EXERCISE MATERIAL:

// 🗄️ SQLite-backed stores
//
// One database file per stage holds every table, every search index and the
// patch journal. Record bodies are stored as JSON and secondary indexes are
// answered with json_extract.

use crate::error::{Error, Result};
use crate::patch::{FieldUpdates, PatchEvent};
use crate::record::VersionedRecord;
use crate::store::{
    check_condition, merge_document, DocumentStore, KeyValueStore, PageToken, ScanPage,
    SearchQuery, SecondaryIndex, WriteCondition,
};
use chrono::{DateTime, Utc};
use rusqlite::types::{Type, ValueRef};
use rusqlite::{params, Connection, OptionalExtension, Params};
use serde_json::{Map, Value};
use std::collections::{HashMap, HashSet};
use std::path::Path;
use std::time::Duration;
use tracing::{debug, info};

pub const DEFAULT_PAGE_SIZE: usize = 100;

/// Open (creating if needed) a stage database and make sure the schema exists
pub fn open_database(path: &Path) -> Result<Connection> {
    if let Some(parent) = path.parent().filter(|p| !p.as_os_str().is_empty()) {
        std::fs::create_dir_all(parent)?;
    }
    let conn = Connection::open(path)?;
    conn.busy_timeout(Duration::from_secs(5))?;
    setup_database(&conn)?;
    debug!("Opened database {}", path.display());
    Ok(conn)
}

pub fn setup_database(conn: &Connection) -> Result<()> {
    // Enable WAL mode for crash recovery
    conn.pragma_update(None, "journal_mode", "WAL")?;

    // ==========================================================================
    // Key-value tables (one row per item, keyed by table name + id)
    // ==========================================================================
    conn.execute(
        "CREATE TABLE IF NOT EXISTS records (
            store TEXT NOT NULL,
            id TEXT NOT NULL,
            version_number INTEGER,
            body TEXT NOT NULL,
            updated_at DATETIME DEFAULT CURRENT_TIMESTAMP,
            PRIMARY KEY (store, id)
        )",
        [],
    )?;

    // ==========================================================================
    // Search index documents
    // ==========================================================================
    conn.execute(
        "CREATE TABLE IF NOT EXISTS documents (
            index_name TEXT NOT NULL,
            doc_id TEXT NOT NULL,
            body TEXT NOT NULL,
            PRIMARY KEY (index_name, doc_id)
        )",
        [],
    )?;

    // ==========================================================================
    // Patch journal
    // ==========================================================================
    conn.execute(
        "CREATE TABLE IF NOT EXISTS patch_events (
            id INTEGER PRIMARY KEY AUTOINCREMENT,
            event_id TEXT UNIQUE NOT NULL,
            timestamp TEXT NOT NULL,
            store TEXT NOT NULL,
            record_id TEXT NOT NULL,
            previous_version INTEGER,
            new_version INTEGER,
            updates TEXT NOT NULL,
            fingerprint TEXT NOT NULL,
            actor TEXT NOT NULL
        )",
        [],
    )?;

    conn.execute(
        "CREATE INDEX IF NOT EXISTS idx_patch_events_record ON patch_events(store, record_id)",
        [],
    )?;

    Ok(())
}

fn parse_body(body: &str) -> Result<Value> {
    Ok(serde_json::from_str(body)?)
}

// ============================================================================
// KEY-VALUE TABLE
// ============================================================================

pub struct SqliteTable<'c> {
    conn: &'c Connection,
    name: String,
    indexes: HashMap<String, String>,
    page_size: usize,
}

impl<'c> SqliteTable<'c> {
    pub fn new(conn: &'c Connection, name: impl Into<String>) -> Self {
        SqliteTable {
            conn,
            name: name.into(),
            indexes: HashMap::new(),
            page_size: DEFAULT_PAGE_SIZE,
        }
    }

    pub fn with_index(mut self, index: &SecondaryIndex) -> Self {
        self.indexes.insert(index.name.clone(), index.field.clone());
        self
    }

    pub fn with_page_size(mut self, page_size: usize) -> Self {
        self.page_size = page_size.max(1);
        self
    }

    pub fn count(&self) -> Result<usize> {
        let count: i64 = self.conn.query_row(
            "SELECT COUNT(*) FROM records WHERE store = ?1",
            params![self.name],
            |row| row.get(0),
        )?;
        Ok(count as usize)
    }

    fn read_bodies<P: Params>(&self, sql: &str, params: P) -> Result<Vec<VersionedRecord>> {
        let mut stmt = self.conn.prepare(sql)?;
        let bodies = stmt
            .query_map(params, |row| row.get::<_, String>(0))?
            .collect::<std::result::Result<Vec<_>, _>>()?;

        bodies
            .iter()
            .map(|body| VersionedRecord::from_item(parse_body(body)?))
            .collect()
    }
}

impl KeyValueStore for SqliteTable<'_> {
    fn name(&self) -> &str {
        &self.name
    }

    fn get(&self, key: &str) -> Result<Option<VersionedRecord>> {
        let body: Option<String> = self
            .conn
            .query_row(
                "SELECT body FROM records WHERE store = ?1 AND id = ?2",
                params![self.name, key],
                |row| row.get(0),
            )
            .optional()?;

        body.map(|b| VersionedRecord::from_item(parse_body(&b)?))
            .transpose()
    }

    fn put(&self, record: &VersionedRecord, condition: WriteCondition) -> Result<()> {
        let tx = self.conn.unchecked_transaction()?;

        let current: Option<Option<i64>> = tx
            .query_row(
                "SELECT version_number FROM records WHERE store = ?1 AND id = ?2",
                params![self.name, record.id],
                |row| row.get(0),
            )
            .optional()?;
        check_condition(&self.name, &record.id, current, condition)?;

        let body = serde_json::to_string(&record.to_item())?;
        tx.execute(
            "INSERT INTO records (store, id, version_number, body, updated_at)
             VALUES (?1, ?2, ?3, ?4, CURRENT_TIMESTAMP)
             ON CONFLICT(store, id) DO UPDATE SET
                version_number = excluded.version_number,
                body = excluded.body,
                updated_at = excluded.updated_at",
            params![self.name, record.id, record.version_number, body],
        )?;
        tx.commit()?;
        Ok(())
    }

    fn query(&self, index: &SecondaryIndex, value: &str) -> Result<Vec<VersionedRecord>> {
        let field = self
            .indexes
            .get(&index.name)
            .ok_or_else(|| Error::UnknownIndex {
                store: self.name.clone(),
                index: index.name.clone(),
            })?;

        self.read_bodies(
            "SELECT body FROM records
             WHERE store = ?1 AND json_extract(body, ?2) = ?3
             ORDER BY id",
            params![self.name, format!("$.{}", field), value],
        )
    }

    fn scan(&self, page: Option<&PageToken>) -> Result<ScanPage> {
        let after = page.map(|t| t.0.as_str()).unwrap_or("");
        let mut records = self.read_bodies(
            "SELECT body FROM records
             WHERE store = ?1 AND id > ?2
             ORDER BY id
             LIMIT ?3",
            params![self.name, after, (self.page_size + 1) as i64],
        )?;

        let next = if records.len() > self.page_size {
            records.truncate(self.page_size);
            records.last().map(|r| PageToken(r.id.clone()))
        } else {
            None
        };

        Ok(ScanPage { records, next })
    }
}

// ============================================================================
// SEARCH INDEX
// ============================================================================

pub struct SqliteIndex<'c> {
    conn: &'c Connection,
    name: String,
}

impl<'c> SqliteIndex<'c> {
    pub fn new(conn: &'c Connection, name: impl Into<String>) -> Self {
        SqliteIndex {
            conn,
            name: name.into(),
        }
    }
}

impl DocumentStore for SqliteIndex<'_> {
    fn index_name(&self) -> &str {
        &self.name
    }

    fn get(&self, doc_id: &str) -> Result<Option<Value>> {
        let body: Option<String> = self
            .conn
            .query_row(
                "SELECT body FROM documents WHERE index_name = ?1 AND doc_id = ?2",
                params![self.name, doc_id],
                |row| row.get(0),
            )
            .optional()?;
        body.map(|b| parse_body(&b)).transpose()
    }

    fn index(&self, doc_id: &str, body: &Value) -> Result<()> {
        self.conn.execute(
            "INSERT OR REPLACE INTO documents (index_name, doc_id, body) VALUES (?1, ?2, ?3)",
            params![self.name, doc_id, serde_json::to_string(body)?],
        )?;
        Ok(())
    }

    fn update(&self, doc_id: &str, partial: &Map<String, Value>) -> Result<()> {
        let tx = self.conn.unchecked_transaction()?;
        let body: String = tx
            .query_row(
                "SELECT body FROM documents WHERE index_name = ?1 AND doc_id = ?2",
                params![self.name, doc_id],
                |row| row.get(0),
            )
            .optional()?
            .ok_or_else(|| Error::not_found(self.name.clone(), doc_id))?;

        let merged = match parse_body(&body)? {
            Value::Object(mut existing) => {
                merge_document(&mut existing, partial);
                Value::Object(existing)
            }
            _ => Value::Object(partial.clone()),
        };

        tx.execute(
            "UPDATE documents SET body = ?3 WHERE index_name = ?1 AND doc_id = ?2",
            params![self.name, doc_id, serde_json::to_string(&merged)?],
        )?;
        tx.commit()?;
        Ok(())
    }

    fn search(&self, query: &SearchQuery) -> Result<Vec<Value>> {
        let mut stmt = self
            .conn
            .prepare("SELECT body FROM documents WHERE index_name = ?1 ORDER BY doc_id")?;
        let bodies = stmt
            .query_map(params![self.name], |row| row.get::<_, String>(0))?
            .collect::<std::result::Result<Vec<_>, _>>()?;

        let mut hits = Vec::new();
        for body in bodies {
            let doc = parse_body(&body)?;
            if query.matches(&doc) {
                hits.push(doc);
            }
        }
        Ok(hits)
    }
}

// ============================================================================
// RELATIONAL READS
// ============================================================================

/// Run an ad-hoc query and return each row as a JSON object keyed by column name
pub fn query_records<P: Params>(conn: &Connection, sql: &str, params: P) -> Result<Vec<Map<String, Value>>> {
    let mut stmt = conn.prepare(sql)?;
    let columns: Vec<String> = stmt.column_names().iter().map(|c| c.to_string()).collect();

    let rows = stmt
        .query_map(params, |row| {
            let mut map = Map::new();
            for (i, column) in columns.iter().enumerate() {
                let value = match row.get_ref(i)? {
                    ValueRef::Null => Value::Null,
                    ValueRef::Integer(n) => Value::from(n),
                    ValueRef::Real(f) => Value::from(f),
                    ValueRef::Text(t) => Value::String(String::from_utf8_lossy(t).into_owned()),
                    ValueRef::Blob(b) => Value::String(
                        b.iter().map(|byte| format!("{:02x}", byte)).collect(),
                    ),
                };
                map.insert(column.clone(), value);
            }
            Ok(map)
        })?
        .collect::<std::result::Result<Vec<_>, _>>()?;

    Ok(rows)
}

// ============================================================================
// PATCH JOURNAL
// ============================================================================

/// Insert event into the patch journal
pub fn insert_event(conn: &Connection, event: &PatchEvent) -> Result<()> {
    conn.execute(
        "INSERT INTO patch_events (
            event_id, timestamp, store, record_id, previous_version,
            new_version, updates, fingerprint, actor
        ) VALUES (?1, ?2, ?3, ?4, ?5, ?6, ?7, ?8, ?9)",
        params![
            event.event_id,
            event.timestamp.to_rfc3339(),
            event.store,
            event.record_id,
            event.previous_version,
            event.new_version,
            serde_json::to_string(&event.updates)?,
            event.fingerprint,
            event.actor,
        ],
    )?;
    Ok(())
}

/// Events for one record, oldest first
pub fn get_events_for_record(conn: &Connection, store: &str, record_id: &str) -> Result<Vec<PatchEvent>> {
    let mut stmt = conn.prepare(
        "SELECT event_id, timestamp, store, record_id, previous_version,
                new_version, updates, fingerprint, actor
         FROM patch_events
         WHERE store = ?1 AND record_id = ?2
         ORDER BY id",
    )?;

    let events = stmt
        .query_map(params![store, record_id], |row| {
            let timestamp_str: String = row.get(1)?;
            let updates_json: String = row.get(6)?;

            Ok(PatchEvent {
                event_id: row.get(0)?,
                timestamp: DateTime::parse_from_rfc3339(&timestamp_str)
                    .map_err(|e| rusqlite::Error::FromSqlConversionFailure(1, Type::Text, Box::new(e)))?
                    .with_timezone(&Utc),
                store: row.get(2)?,
                record_id: row.get(3)?,
                previous_version: row.get(4)?,
                new_version: row.get(5)?,
                updates: serde_json::from_str::<FieldUpdates>(&updates_json)
                    .map_err(|e| rusqlite::Error::FromSqlConversionFailure(6, Type::Text, Box::new(e)))?,
                fingerprint: row.get(7)?,
                actor: row.get(8)?,
            })
        })?
        .collect::<std::result::Result<Vec<_>, _>>()?;

    Ok(events)
}

/// Ids in `store` the journal already holds a patch for
pub fn patched_record_ids(conn: &Connection, store: &str) -> Result<HashSet<String>> {
    let mut stmt = conn.prepare("SELECT DISTINCT record_id FROM patch_events WHERE store = ?1")?;
    let ids = stmt
        .query_map(params![store], |row| row.get::<_, String>(0))?
        .collect::<std::result::Result<HashSet<_>, _>>()?;
    Ok(ids)
}

// ============================================================================
// IMPORT
// ============================================================================

/// Read a JSON array of items from disk
pub fn load_json_items(path: &Path) -> Result<Vec<Value>> {
    let text = std::fs::read_to_string(path)?;
    match serde_json::from_str::<Value>(&text)? {
        Value::Array(items) => Ok(items),
        _ => Err(Error::Config(format!(
            "{} does not contain a JSON array",
            path.display()
        ))),
    }
}

/// Seed a table, overwriting existing items
pub fn import_into_table<S: KeyValueStore + ?Sized>(store: &S, items: Vec<Value>) -> Result<usize> {
    let mut imported = 0;
    for item in items {
        let record = VersionedRecord::from_item(item)?;
        store.put(&record, WriteCondition::Unconditional)?;
        imported += 1;
    }
    info!("Imported {} item(s) into {}", imported, store.name());
    Ok(imported)
}

/// Seed a search index; each document is keyed by its `id`
pub fn import_into_index<D: DocumentStore + ?Sized>(index: &D, items: Vec<Value>) -> Result<usize> {
    let mut imported = 0;
    for item in items {
        let doc_id = match item.get("id") {
            Some(Value::String(id)) => id.clone(),
            Some(Value::Number(n)) => n.to_string(),
            _ => return Err(Error::coercion("document", "id", "missing document id")),
        };
        index.index(&doc_id, &item)?;
        imported += 1;
    }
    info!("Imported {} document(s) into {}", imported, index.index_name());
    Ok(imported)
}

AIM OF THE TASK:
The lines to retype, exactly and only, run from the first line of the material through the line with "table name + id)".

RESULT OF THE EXERCISE:
// 🗄️ SQLite-backed stores
//
// One database file per stage holds every table, every search index and the
// patch journal. Record bodies are stored as JSON and secondary indexes are
// answered with json_extract.

use crate::error::{Error, Result};
use crate::patch::{FieldUpdates, PatchEvent};
use crate::record::VersionedRecord;
use crate::store::{
    check_condition, merge_document, DocumentStore, KeyValueStore, PageToken, ScanPage,
    SearchQuery, SecondaryIndex, WriteCondition,
};
use chrono::{DateTime, Utc};
use rusqlite::types::{Type, ValueRef};
use rusqlite::{params, Connection, OptionalExtension, Params};
use serde_json::{Map, Value};
use std::collections::{HashMap, HashSet};
use std::path::Path;
use std::time::Duration;
use tracing::{debug, info};

pub const DEFAULT_PAGE_SIZE: usize = 100;

/// Open (creating if needed) a stage database and make sure the schema exists
pub fn open_database(path: &Path) -> Result<Connection> {
    if let Some(parent) = path.parent().filter(|p| !p.as_os_str().is_empty()) {
        std::fs::create_dir_all(parent)?;
    }
    let conn = Connection::open(path)?;
    conn.busy_timeout(Duration::from_secs(5))?;
    setup_database(&conn)?;
    debug!("Opened database {}", path.display());
    Ok(conn)
}

pub fn setup_database(conn: &Connection) -> Result<()> {
    // Enable WAL mode for crash recovery
    conn.pragma_update(None, "journal_mode", "WAL")?;

    // ==========================================================================
    // Key-value tables (one row per item, keyed by table name + id)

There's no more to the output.